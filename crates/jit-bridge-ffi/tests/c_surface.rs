//! Drives the C entry points the way a foreign host would: an opaque backend
//! handle, a table of entry points, and raw instance pointers.

#![allow(clippy::pedantic, clippy::nursery)]

use std::ffi::c_void;
use std::ptr;
use std::sync::mpsc;
use std::thread;
use std::time::{Duration, Instant};

use jit_bridge_core::{MemoryBackend, ScriptedEngine, WindowedMemory};
use jit_bridge_ffi::{
    install_engine, jit_bridge_clear_exclusive, jit_bridge_create, jit_bridge_destroy,
    jit_bridge_get_pc, jit_bridge_get_sp, jit_bridge_get_x, jit_bridge_halt,
    jit_bridge_mark_exclusive, jit_bridge_run, jit_bridge_set_pc, jit_bridge_set_sp,
    jit_bridge_set_x, jit_bridge_step, jit_bridge_write_u32, JitCpu, JitMemoryOps,
};

const ENTRY: u64 = 0x1000;

unsafe fn memory<'a>(handle: *mut c_void) -> &'a WindowedMemory {
    &*handle.cast::<WindowedMemory>()
}

unsafe extern "C" fn read_u8(handle: *mut c_void, vaddr: u64) -> u8 {
    memory(handle).read_u8(vaddr)
}

unsafe extern "C" fn read_u16(handle: *mut c_void, vaddr: u64) -> u16 {
    memory(handle).read_u16(vaddr)
}

unsafe extern "C" fn read_u32(handle: *mut c_void, vaddr: u64) -> u32 {
    memory(handle).read_u32(vaddr)
}

unsafe extern "C" fn read_u64(handle: *mut c_void, vaddr: u64) -> u64 {
    memory(handle).read_u64(vaddr)
}

unsafe extern "C" fn write_u8(handle: *mut c_void, vaddr: u64, value: u8) {
    memory(handle).write_u8(vaddr, value);
}

unsafe extern "C" fn write_u16(handle: *mut c_void, vaddr: u64, value: u16) {
    memory(handle).write_u16(vaddr, value);
}

unsafe extern "C" fn write_u32(handle: *mut c_void, vaddr: u64, value: u32) {
    memory(handle).write_u32(vaddr, value);
}

unsafe extern "C" fn write_u64(handle: *mut c_void, vaddr: u64, value: u64) {
    memory(handle).write_u64(vaddr, value);
}

const OPS: JitMemoryOps = JitMemoryOps {
    read_u8: Some(read_u8),
    read_u16: Some(read_u16),
    read_u32: Some(read_u32),
    read_u64: Some(read_u64),
    write_u8: Some(write_u8),
    write_u16: Some(write_u16),
    write_u32: Some(write_u32),
    write_u64: Some(write_u64),
};

/// Backend plus the instance bound to it; destroys the instance first.
struct Harness {
    memory: Box<WindowedMemory>,
    cpu: *mut JitCpu,
}

impl Harness {
    fn new() -> Self {
        let _ = env_logger::builder().is_test(true).try_init();
        install_engine(ScriptedEngine::init);

        let memory = Box::new(WindowedMemory::default());
        let handle = ptr::from_ref::<WindowedMemory>(&memory).cast_mut().cast::<c_void>();
        let cpu = unsafe { jit_bridge_create(handle, &OPS) };
        assert!(!cpu.is_null(), "scripted engine constructs");
        unsafe {
            jit_bridge_set_pc(cpu, ENTRY);
            jit_bridge_set_sp(cpu, 0x1800);
        }
        Self { memory, cpu }
    }

    fn load(&self, words: &[u32]) {
        for (offset, word) in (0_u64..).step_by(4).zip(words) {
            unsafe { jit_bridge_write_u32(self.cpu, ENTRY + offset, *word) };
        }
    }
}

impl Drop for Harness {
    fn drop(&mut self) {
        unsafe { jit_bridge_destroy(self.cpu) };
    }
}

struct SendPtr(*mut JitCpu);

// SAFETY: the instance is Sync; the pointer outlives the spawned thread.
unsafe impl Send for SendPtr {}

#[test]
fn create_rejects_missing_or_incomplete_ops() {
    install_engine(ScriptedEngine::init);
    let memory = WindowedMemory::default();
    let handle = ptr::from_ref(&memory).cast_mut().cast::<c_void>();

    let no_ops = unsafe { jit_bridge_create(handle, ptr::null()) };
    assert!(no_ops.is_null());

    let partial = JitMemoryOps {
        write_u64: None,
        ..OPS
    };
    let incomplete = unsafe { jit_bridge_create(handle, &partial) };
    assert!(incomplete.is_null());
}

#[test]
fn destroy_null_is_harmless() {
    unsafe { jit_bridge_destroy(ptr::null_mut()) };
}

#[test]
fn general_registers_round_trip_through_c_surface() {
    let harness = Harness::new();
    for index in 0..=30_u32 {
        unsafe { jit_bridge_set_x(harness.cpu, index, 0xC0DE_0000 | u64::from(index)) };
    }
    for index in 0..=30_u32 {
        assert_eq!(
            unsafe { jit_bridge_get_x(harness.cpu, index) },
            0xC0DE_0000 | u64::from(index)
        );
    }
}

#[test]
fn register_31_reads_zero_and_ignores_writes() {
    let harness = Harness::new();
    unsafe {
        jit_bridge_set_x(harness.cpu, 0, 0x11);
        jit_bridge_set_x(harness.cpu, 31, 0xFFFF);

        assert_eq!(jit_bridge_get_x(harness.cpu, 31), 0);
        assert_eq!(jit_bridge_get_x(harness.cpu, 0), 0x11);
        assert_eq!(jit_bridge_get_sp(harness.cpu), 0x1800);
    }
}

#[test]
fn write_u32_is_visible_to_backend_reads() {
    let harness = Harness::new();
    unsafe { jit_bridge_write_u32(harness.cpu, 0x1234, 0x8BAD_F00D) };

    assert_eq!(harness.memory.read_u32(0x1234), 0x8BAD_F00D);
}

#[test]
fn step_and_run_report_engine_pc() {
    let harness = Harness::new();
    // NOP ; ADD X0, X0, #1 ; BRK #0
    harness.load(&[0xD503_201F, 0x9100_0400, 0xD420_0000]);

    unsafe {
        assert_eq!(jit_bridge_step(harness.cpu), ENTRY + 4);
        assert_eq!(jit_bridge_run(harness.cpu), ENTRY + 8);
        assert_eq!(jit_bridge_get_pc(harness.cpu), ENTRY + 8);
        assert_eq!(jit_bridge_get_x(harness.cpu, 0), 1);
    }
}

#[test]
fn engine_stores_reach_foreign_backend() {
    let harness = Harness::new();
    // ADD X1, X1, #3 ; STR X1, [SP] ; BRK #0
    harness.load(&[0x9100_0C21, 0xF900_03E1, 0xD420_0000]);

    unsafe { jit_bridge_run(harness.cpu) };

    assert_eq!(harness.memory.read_u64(0x1800), 3);
}

#[test]
fn halt_from_second_thread_stops_infinite_loop() {
    let harness = Harness::new();
    // loop: ADD X0, X0, #1 ; B loop
    harness.load(&[0x9100_0400, 0x17FF_FFFF]);

    let (tx, rx) = mpsc::channel();
    let target = SendPtr(harness.cpu);
    let runner = thread::spawn(move || {
        let target = target;
        let pc = unsafe { jit_bridge_run(target.0) };
        tx.send(pc).expect("receiver outlives runner");
    });

    // Halting before the run begins is a no-op, so keep asking until the
    // runner reports back.
    let deadline = Instant::now() + Duration::from_secs(5);
    let pc = loop {
        thread::sleep(Duration::from_millis(10));
        unsafe { jit_bridge_halt(harness.cpu) };
        if let Ok(pc) = rx.try_recv() {
            break pc;
        }
        assert!(Instant::now() < deadline, "run did not return after halt");
    };
    runner.join().expect("runner thread exits cleanly");

    unsafe {
        assert_eq!(pc, jit_bridge_get_pc(harness.cpu));
        assert!(jit_bridge_get_x(harness.cpu, 0) > 0);
    }
    assert!(pc == ENTRY || pc == ENTRY + 4);
}

#[test]
fn halt_on_idle_instance_is_ignored() {
    let harness = Harness::new();
    harness.load(&[0xD420_0000]);

    unsafe {
        jit_bridge_halt(harness.cpu);
        assert_eq!(jit_bridge_run(harness.cpu), ENTRY);
    }
}

#[test]
fn exclusive_entry_points_are_safe_to_call() {
    let harness = Harness::new();
    unsafe {
        jit_bridge_mark_exclusive(harness.cpu, 0x1000, 8);
        jit_bridge_clear_exclusive(harness.cpu);
        assert_eq!(jit_bridge_get_pc(harness.cpu), ENTRY);
    }
}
● ● ● ● ●
# [What is required]
Tell how many lines in the material above have the string "SendPtr", using only the number.

# [Task solution]
3